Monday, April 24, 2006

conflict & disillusionment


Conflict
confirms individuation as persons face the inevitable challenge of dismissing neither their own nor the other’s place, perspective, and prerogative within the group.


Disillusionment affirms the process of authenticating genuine relationality as individuals are freed from their illusions about one another and their community.

2 comments:

Anonymous said...

Sounds Jungian...and I love how Jesus answers individuation and its [sadly] resulting detachment, which is with compassion. Compassion unites all the cells of humanity into a single living organism. A while back I passed by a person in suffering and I managed to feel nothing. I asked myself why.
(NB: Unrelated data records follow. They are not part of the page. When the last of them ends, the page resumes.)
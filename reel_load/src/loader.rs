mod loader_types;
pub mod splitter;

use crate::{LOADER_HEADING, RELEVANT_RATING};
use lazy_static::lazy_static;
use polars::datatypes::{InitHashMaps, PlHashMap, PlHashSet};
use regex::Regex;
use reel::{Dataset, Movie, Rating};
use std::fs;
use tracing::info;

pub use loader_types::{LoadError, LoaderOptions};

lazy_static! {
    // user_id::movie_id::rating::timestamp
    static ref RATING_PATTERN: Regex = Regex::new(r"^(\d+)::(\d+)::(\d+(?:\.\d+)?)::(-?\d+)$")
        .expect("Hardcoded regex should be valid.");
    // movie_id::title::genres, where titles may contain single colons
    static ref MOVIE_PATTERN: Regex =
        Regex::new(r"^(\d+)::(.*)::([^:]*)$").expect("Hardcoded regex should be valid.");
    // user_id::movie_id::tag::timestamp
    static ref TAG_PATTERN: Regex =
        Regex::new(r"^(\d+)::(\d+)::(.*)::(-?\d+)$").expect("Hardcoded regex should be valid.");
}

/// Reads the MovieLens files and assembles the train/test dataset the recommenders run on
pub struct DataLoader {
    options: LoaderOptions,
}

impl DataLoader {
    /// Creates a loader with the default settings
    #[inline]
    pub fn new() -> DataLoader {
        Self::new_with_options(&LoaderOptions::new())
    }

    pub fn new_with_options(options: &LoaderOptions) -> DataLoader {
        DataLoader {
            options: options.clone(),
        }
    }

    /// Loads the raw files, splits every user's ratings by recency and builds the ground truth
    pub fn load(&self) -> Result<Dataset, LoadError> {
        let (ratings, movies) = self.load_raw()?;

        let (train, test) = splitter::split_by_recency(&ratings, self.options.n_test_items);
        let test_user2items = splitter::ground_truth(&test, RELEVANT_RATING);
        info!(
            "{}Split into {} train and {} test ratings, {} users with relevant test items",
            LOADER_HEADING,
            train.len(),
            test.len(),
            test_user2items.len()
        );

        Ok(Dataset::new(train, test, test_user2items, movies))
    }

    fn load_raw(&self) -> Result<(Vec<Rating>, Vec<Movie>), LoadError> {
        let files = &self.options.files;

        // The movie file is not valid UTF-8
        let movie_text = decode_latin1(&read_file(&files.movies_file)?);
        let mut movies = parse_movies(&movie_text, &files.movies_file)?;
        info!("{}Read {} movies", LOADER_HEADING, movies.len());

        let tag_text = String::from_utf8_lossy(&read_file(&files.tags_file)?).into_owned();
        let mut movie_tags = parse_tags(&tag_text, &files.tags_file)?;
        for movie in movies.iter_mut() {
            if let Some(tags) = movie_tags.remove(&movie.movie_id) {
                movie.tags = tags;
            }
        }

        let rating_text = String::from_utf8_lossy(&read_file(&files.ratings_file)?).into_owned();
        let ratings = parse_ratings(&rating_text, &files.ratings_file)?;
        info!("{}Read {} ratings", LOADER_HEADING, ratings.len());

        let ratings = restrict_users(ratings, self.options.n_user);

        // Ratings of unknown movies are dropped
        let known: PlHashSet<u64> = movies.iter().map(|movie| movie.movie_id).collect();
        let ratings: Vec<Rating> = ratings
            .into_iter()
            .filter(|rating| known.contains(&rating.movie_id))
            .collect();
        info!(
            "{}Kept {} ratings from the first {} users",
            LOADER_HEADING,
            ratings.len(),
            self.options.n_user
        );

        Ok((ratings, movies))
    }
}

impl Default for DataLoader {
    fn default() -> Self {
        Self::new()
    }
}

fn read_file(path: &str) -> Result<Vec<u8>, LoadError> {
    fs::read(path).map_err(|source| LoadError::File {
        path: String::from(path),
        source,
    })
}

fn decode_latin1(bytes: &[u8]) -> String {
    bytes.iter().map(|&byte| byte as char).collect()
}

/// Yields the 1-based line number and content of every non-blank line
fn data_lines(text: &str) -> impl Iterator<Item = (usize, &str)> {
    text.lines()
        .enumerate()
        .map(|(index, line)| (index + 1, line.trim_end_matches('\r')))
        .filter(|(_, line)| !line.trim().is_empty())
}

fn parse_error(file: &str, line: usize, content: &str) -> LoadError {
    LoadError::Parse {
        file: String::from(file),
        line,
        content: String::from(content),
    }
}

fn parse_movies(text: &str, file: &str) -> Result<Vec<Movie>, LoadError> {
    let mut movies = Vec::new();

    for (line_number, line) in data_lines(text) {
        let movie = MOVIE_PATTERN.captures(line).and_then(|captures| {
            Some(Movie {
                movie_id: captures[1].parse().ok()?,
                title: String::from(&captures[2]),
                genres: captures[3]
                    .split('|')
                    .filter(|genre| !genre.is_empty())
                    .map(String::from)
                    .collect(),
                tags: Vec::new(),
            })
        });

        movies.push(movie.ok_or_else(|| parse_error(file, line_number, line))?);
    }

    Ok(movies)
}

/// Maps movie ids to their lower-cased tags, in file order
fn parse_tags(text: &str, file: &str) -> Result<PlHashMap<u64, Vec<String>>, LoadError> {
    let mut movie_tags: PlHashMap<u64, Vec<String>> = PlHashMap::new();

    for (line_number, line) in data_lines(text) {
        let (movie_id, tag) = TAG_PATTERN
            .captures(line)
            .and_then(|captures| {
                Some((
                    captures[2].parse::<u64>().ok()?,
                    captures[3].to_lowercase(),
                ))
            })
            .ok_or_else(|| parse_error(file, line_number, line))?;

        movie_tags.entry(movie_id).or_default().push(tag);
    }

    Ok(movie_tags)
}

fn parse_ratings(text: &str, file: &str) -> Result<Vec<Rating>, LoadError> {
    let mut ratings = Vec::new();

    for (line_number, line) in data_lines(text) {
        let rating = RATING_PATTERN.captures(line).and_then(|captures| {
            Some(Rating {
                user_id: captures[1].parse().ok()?,
                movie_id: captures[2].parse().ok()?,
                rating: captures[3].parse().ok()?,
                timestamp: captures[4].parse().ok()?,
            })
        });

        ratings.push(rating.ok_or_else(|| parse_error(file, line_number, line))?);
    }

    Ok(ratings)
}

/// Keeps the ratings of the first `n_user` distinct users, in order of first appearance
fn restrict_users(ratings: Vec<Rating>, n_user: usize) -> Vec<Rating> {
    let mut kept: PlHashSet<u64> = PlHashSet::with_capacity(n_user);
    for rating in &ratings {
        if kept.len() == n_user {
            break;
        }
        kept.insert(rating.user_id);
    }

    ratings
        .into_iter()
        .filter(|rating| kept.contains(&rating.user_id))
        .collect()
}
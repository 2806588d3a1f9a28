use anyhow::Context;
use clap::{Parser, Subcommand};
use reel::{Metrics, DATA_DIR};
use reel_eval::{
    evaluation::{self, Evaluation},
    recommender::{
        AssociationOptions, AssociationRecommender, PopularityOptions, PopularityRecommender,
        RandomOptions, RandomRecommender,
    },
    EVAL_HEADING,
};
use reel_load::loader::{DataLoader, LoaderOptions};
use serde::Serialize;
use tracing::info;
use tracing_subscriber::{layer::SubscriberExt, util::SubscriberInitExt};

const ASSOCIATION_DEFAULTS: AssociationOptions = AssociationOptions::new();
const POPULARITY_DEFAULTS: PopularityOptions = PopularityOptions::new();
const RANDOM_DEFAULTS: RandomOptions = RandomOptions::new();

#[derive(Parser, Debug)]
#[command(name = "reel_eval")]
#[command(about = "Scores movie recommenders on held out MovieLens ratings")]
#[command(version)]
struct Args {
    /// Directory holding movies.dat, tags.dat and ratings.dat
    #[arg(long, global = true, default_value = DATA_DIR)]
    data_dir: String,

    /// Number of users to load, in order of first appearance
    #[arg(long, global = true, default_value_t = 1000)]
    n_user: usize,

    /// Most recent ratings per user to hold out for testing
    #[arg(long, global = true, default_value_t = 5)]
    n_test_items: usize,

    /// Length of the recommendation lists that are scored
    #[arg(short, long, global = true, default_value_t = 10)]
    k: usize,

    /// Print reports as JSON lines
    #[arg(long, global = true)]
    json: bool,

    #[command(subcommand)]
    command: Command,
}

#[derive(Subcommand, Debug)]
enum Command {
    /// Association rules mined from each user's favourites
    Association {
        #[arg(long, default_value_t = ASSOCIATION_DEFAULTS.min_rating)]
        min_rating: f64,

        #[arg(long, default_value_t = ASSOCIATION_DEFAULTS.min_support)]
        min_support: f64,

        /// Minimum lift of a kept rule
        #[arg(long, default_value_t = ASSOCIATION_DEFAULTS.min_threshold)]
        min_threshold: f64,

        /// Evaluate a range of support thresholds instead of `--min-support`
        #[arg(long)]
        sweep: bool,
    },
    /// Best rated movies among those rated often enough
    Popularity {
        #[arg(long, default_value_t = POPULARITY_DEFAULTS.minimum_num_rating)]
        minimum_num_rating: u64,

        /// Evaluate a range of rating count thresholds instead of `--minimum-num-rating`
        #[arg(long)]
        sweep: bool,
    },
    /// Seeded random predictions and lists
    Random {
        #[arg(long, default_value_t = RANDOM_DEFAULTS.seed)]
        seed: u64,
    },
}

/// A single line of output
#[derive(Serialize)]
struct Report<'a> {
    recommender: &'a str,
    #[serde(skip_serializing_if = "Option::is_none")]
    parameter: Option<String>,
    #[serde(flatten)]
    metrics: &'a Metrics,
}

fn print_report(
    evaluation: &Evaluation,
    parameter: Option<String>,
    json: bool,
) -> anyhow::Result<()> {
    let report = Report {
        recommender: evaluation.recommender,
        parameter,
        metrics: &evaluation.metrics,
    };

    if json {
        println!("{}", serde_json::to_string(&report)?);
    } else {
        match &report.parameter {
            Some(parameter) => {
                println!("{} ({}) {}", report.recommender, parameter, report.metrics)
            }
            None => println!("{} {}", report.recommender, report.metrics),
        }
    }

    Ok(())
}

fn main() -> anyhow::Result<()> {
    tracing_subscriber::registry()
        .with(
            tracing_subscriber::EnvFilter::try_from_default_env()
                .unwrap_or_else(|_| "info".into()),
        )
        .with(tracing_subscriber::fmt::layer().with_writer(std::io::stderr))
        .init();

    let args = Args::parse();

    let loader_options = LoaderOptions::new()
        .with_data_dir(&args.data_dir)
        .with_n_user(args.n_user)
        .with_n_test_items(args.n_test_items);

    info!("{}Loading the dataset from {}", EVAL_HEADING, args.data_dir);
    let dataset = DataLoader::new_with_options(&loader_options)
        .load()
        .with_context(|| format!("Could not load the dataset from {}", args.data_dir))?;

    match args.command {
        Command::Association {
            min_rating,
            min_support,
            min_threshold,
            sweep,
        } => {
            let options = AssociationOptions::new()
                .with_min_rating(min_rating)
                .with_min_support(min_support)
                .with_min_threshold(min_threshold);

            if sweep {
                for (min_support, evaluation) in
                    evaluation::sweep_min_support(&dataset, &options, args.k)?
                {
                    let parameter = format!("min_support={}", min_support);
                    print_report(&evaluation, Some(parameter), args.json)?;
                }
            } else {
                let recommender = AssociationRecommender::new_with_options(&options);
                let evaluation = evaluation::evaluate(&recommender, &dataset, args.k)?;
                print_report(&evaluation, None, args.json)?;
            }
        }
        Command::Popularity {
            minimum_num_rating,
            sweep,
        } => {
            let options = PopularityOptions::new().with_minimum_num_rating(minimum_num_rating);

            if sweep {
                for (minimum_num_rating, evaluation) in
                    evaluation::sweep_minimum_num_rating(&dataset, &options, args.k)?
                {
                    let parameter = format!("minimum_num_rating={}", minimum_num_rating);
                    print_report(&evaluation, Some(parameter), args.json)?;
                }
            } else {
                let recommender = PopularityRecommender::new_with_options(&options);
                let evaluation = evaluation::evaluate(&recommender, &dataset, args.k)?;
                print_report(&evaluation, None, args.json)?;
            }
        }
        Command::Random { seed } => {
            let options = RandomOptions::new().with_seed(seed);
            let recommender = RandomRecommender::new_with_options(&options);
            let evaluation = evaluation::evaluate(&recommender, &dataset, args.k)?;
            print_report(&evaluation, None, args.json)?;
        }
    }

    Ok(())
}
I was unto my own and a determined individual. On that day I began to pray for compassion. What's more, you get people like Rand who think that individuality is the highest goal of humanity and this is what you get: people who think and don't feel. Compassion heals.

Scott said...

Guilty as charged: it is Jungian. His ideas, even filtered through other voices, consistently capture my imagination.

Compassion is a wonderful word to bring into this conversation. Thanks for adding that dimension!

I draw a distinction between individuation and individualism. Individuation is a healthy process that makes us increasingly able to enter relationships.

Your final sentence brings to mind a Henry Miller quote...
“Everybody becomes a healer the moment he forgets about himself.”